[Dataset entries]
··········
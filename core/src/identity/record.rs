//! # Borg Identity Records
//!
//! The registry row that binds a human-chosen identifier to a canonical
//! address and the DNA hash the address was derived from, plus the service
//! name under which the key material lives.

use chrono::{DateTime, Utc};
use serde::{Deserialize, Serialize};
use std::fmt;

use crate::config::{ADDRESS_SERVICE_INFIX, LEGACY_SERVICE_INFIX};
use crate::error::{BorgError, BorgResult};

/// Registry column width for identifiers.
pub const MAX_IDENTIFIER_LENGTH: usize = 100;

// ---------------------------------------------------------------------------
// ServiceName
// ---------------------------------------------------------------------------

/// Lookup key for the credential vault.
///
/// Two generations exist side by side:
///
/// - `<prefix>-address-<ss58>` for everything registered after the
///   address-primary migration;
/// - `<prefix>-borg-<identifier>` for older records.
#[derive(Debug, Clone, PartialEq, Eq, Hash, Serialize, Deserialize)]
#[serde(transparent)]
pub struct ServiceName(String);

impl ServiceName {
    /// Address-keyed service name.
    pub fn for_address(prefix: &str, address: &str) -> Self {
        Self(format!("{prefix}-{ADDRESS_SERVICE_INFIX}-{address}"))
    }

    /// Legacy identifier-keyed service name.
    pub fn for_legacy_id(prefix: &str, identifier: &str) -> Self {
        Self(format!("{prefix}-{LEGACY_SERVICE_INFIX}-{identifier}"))
    }

    /// Wrap a service name read back from a record.
    pub fn from_raw(raw: impl Into<String>) -> Self {
        Self(raw.into())
    }

    pub fn as_str(&self) -> &str {
        &self.0
    }

    /// The address embedded in an address-keyed name, if this is one.
    pub fn address(&self, prefix: &str) -> Option<&str> {
        self.0
            .strip_prefix(prefix)?
            .strip_prefix('-')?
            .strip_prefix(ADDRESS_SERVICE_INFIX)?
            .strip_prefix('-')
    }

    /// The identifier embedded in a legacy name, if this is one.
    pub fn legacy_identifier(&self, prefix: &str) -> Option<&str> {
        self.0
            .strip_prefix(prefix)?
            .strip_prefix('-')?
            .strip_prefix(LEGACY_SERVICE_INFIX)?
            .strip_prefix('-')
    }
}

impl fmt::Display for ServiceName {
    fn fmt(&self, f: &mut fmt::Formatter<'_>) -> fmt::Result {
        f.write_str(&self.0)
    }
}

impl AsRef<str> for ServiceName {
    fn as_ref(&self) -> &str {
        &self.0
    }
}

// ---------------------------------------------------------------------------
// BorgStatus
// ---------------------------------------------------------------------------

/// Anchoring / registration status of a borg.
#[derive(Debug, Clone, Copy, PartialEq, Eq, Serialize, Deserialize)]
#[serde(rename_all = "lowercase")]
pub enum BorgStatus {
    Pending,
    Confirmed,
    Failed,
}

impl fmt::Display for BorgStatus {
    fn fmt(&self, f: &mut fmt::Formatter<'_>) -> fmt::Result {
        f.write_str(match self {
            BorgStatus::Pending => "pending",
            BorgStatus::Confirmed => "confirmed",
            BorgStatus::Failed => "failed",
        })
    }
}

impl std::str::FromStr for BorgStatus {
    type Err = BorgError;

    fn from_str(s: &str) -> Result<Self, Self::Err> {
        match s.to_ascii_lowercase().as_str() {
            "pending" => Ok(BorgStatus::Pending),
            "confirmed" => Ok(BorgStatus::Confirmed),
            "failed" => Ok(BorgStatus::Failed),
            other => Err(BorgError::InvalidInput(format!("unknown status '{other}'"))),
        }
    }
}

// ---------------------------------------------------------------------------
// BorgIdentity
// ---------------------------------------------------------------------------

/// One registered borg.
#[derive(Debug, Clone, PartialEq, Eq, Serialize, Deserialize)]
pub struct BorgIdentity {
    /// Human-chosen label. Immutable once assigned.
    pub identifier: String,
    /// Canonical SS58 address; the primary key.
    pub address: String,
    /// Lowercase 64-hex DNA hash the keypair was derived from.
    pub dna_hash: String,
    pub status: BorgStatus,
    /// Vault service holding the key material.
    pub service_name: ServiceName,
    /// Hex public key of the creator who authorized the registration.
    #[serde(default)]
    pub creator_public_key: Option<String>,
    pub created_at: DateTime<Utc>,
}

impl BorgIdentity {
    /// New identity in `pending` state, keyed by address.
    pub fn new(
        identifier: impl Into<String>,
        address: impl Into<String>,
        dna_hash: impl Into<String>,
        service_prefix: &str,
    ) -> Self {
        let address = address.into();
        Self {
            identifier: identifier.into(),
            service_name: ServiceName::for_address(service_prefix, &address),
            address,
            dna_hash: dna_hash.into(),
            status: BorgStatus::Pending,
            creator_public_key: None,
            created_at: Utc::now(),
        }
    }

    pub fn with_creator(mut self, creator_public_key: impl Into<String>) -> Self {
        self.creator_public_key = Some(creator_public_key.into());
        self
    }
}

/// Reject identifiers that cannot be used as registry keys, service name
/// suffixes or fallback file names: empty, too long, containing
/// whitespace/control characters, path separators or `..`.
pub fn validate_identifier(identifier: &str) -> BorgResult<()> {
    if identifier.is_empty() {
        return Err(BorgError::InvalidInput("identifier is empty".into()));
    }
    if identifier.len() > MAX_IDENTIFIER_LENGTH {
        return Err(BorgError::InvalidInput(format!(
            "identifier longer than {MAX_IDENTIFIER_LENGTH} bytes"
        )));
    }
    if identifier.chars().any(|c| c.is_whitespace() || c.is_control()) {
        return Err(BorgError::InvalidInput(
            "identifier contains whitespace or control characters".into(),
        ));
    }
    if !is_path_safe(identifier) {
        return Err(BorgError::InvalidInput(
            "identifier contains a path separator or '..'".into(),
        ));
    }
    Ok(())
}

/// True if `identifier` can be embedded in a single file name.
pub(crate) fn is_path_safe(identifier: &str) -> bool {
    !identifier.contains(|c: char| c == '/' || c == '\\') && !identifier.contains("..")
}

#[cfg(test)]
mod tests {
    use super::*;

    const ADDR: &str = "5GrwvaEF5zXb26Fz9rcQpDWS57CtERHpNehXCPcNoHGKutQY";

    #[test]
    fn service_name_generations() {
        let modern = ServiceName::for_address("borglife", ADDR);
        let legacy = ServiceName::for_legacy_id("borglife", "alice");
        assert_eq!(modern.as_str(), format!("borglife-address-{ADDR}"));
        assert_eq!(legacy.as_str(), "borglife-borg-alice");
        assert_eq!(modern.address("borglife"), Some(ADDR));
        assert_eq!(modern.legacy_identifier("borglife"), None);
        assert_eq!(legacy.legacy_identifier("borglife"), Some("alice"));
        assert_eq!(legacy.address("borglife"), None);
    }

    #[test]
    fn new_identity_is_pending_and_address_keyed() {
        let id = BorgIdentity::new("alice", ADDR, "a".repeat(64), "borglife");
        assert_eq!(id.status, BorgStatus::Pending);
        assert_eq!(id.service_name.address("borglife"), Some(ADDR));
    }

    #[test]
    fn status_parse_and_display() {
        for status in [BorgStatus::Pending, BorgStatus::Confirmed, BorgStatus::Failed] {
            assert_eq!(status.to_string().parse::<BorgStatus>().unwrap(), status);
        }
        assert!("anchored".parse::<BorgStatus>().is_err());
    }

    #[test]
    fn identity_json_shape() {
        let id = BorgIdentity::new("alice", ADDR, "a".repeat(64), "borglife");
        let json = serde_json::to_value(&id).unwrap();
        assert_eq!(json["status"], "pending");
        assert_eq!(json["service_name"], format!("borglife-address-{ADDR}"));
    }

    #[test]
    fn identifier_validation() {
        assert!(validate_identifier("borg_alpha-01").is_ok());
        assert!(validate_identifier("").is_err());
        assert!(validate_identifier("two words").is_err());
        assert!(validate_identifier(&"x".repeat(101)).is_err());
    }

    #[test]
    fn identifier_path_components_rejected() {
        for bad in ["/../../escaped", "a/b", "a\\b", "..", "x..y"] {
            assert!(
                matches!(validate_identifier(bad), Err(BorgError::InvalidInput(_))),
                "{bad} accepted"
            );
        }
        assert!(validate_identifier("borg.v2").is_ok());
    }
}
··········
▶ _PROBLEM REQUIREMENTS_
Copy every line of the data above in which the string "characters" appears.

▶ _SOLVED EXERCISE_
/// whitespace/control characters, path separators or `..`.
            "identifier contains whitespace or control characters".into(),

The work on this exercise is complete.